__PROBLEM__: Start at the top of the records below and copy them exactly to the end.

__INPUT FOR THIS TASK__:
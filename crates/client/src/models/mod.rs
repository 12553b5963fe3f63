//! Data models for Zenoss router requests and responses.

pub mod device;
pub mod rpc;

pub use device::{
    AddDeviceOptions, AddDeviceParams, DeviceList, DeviceRecord, FoundDevice, GetDevicesParams,
    ParseProductionStateError, ProductionState, ProductionStateUpdate, device_class_for_kernel,
};
pub use rpc::{AuthErrorBody, RpcRequest, RpcResponse};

__RESPONSE BELOW__:
filename crates/client/src/models/mod.rs
repository 12553b5963fe3f63
//! Data models for Zenoss router requests and responses.

pub mod device;
pub mod rpc;

pub use device::{
    AddDeviceOptions, AddDeviceParams, DeviceList, DeviceRecord, FoundDevice, GetDevicesParams,
    ParseProductionStateError, ProductionState, ProductionStateUpdate, device_class_for_kernel,
};
pub use rpc::{AuthErrorBody, RpcRequest, RpcResponse};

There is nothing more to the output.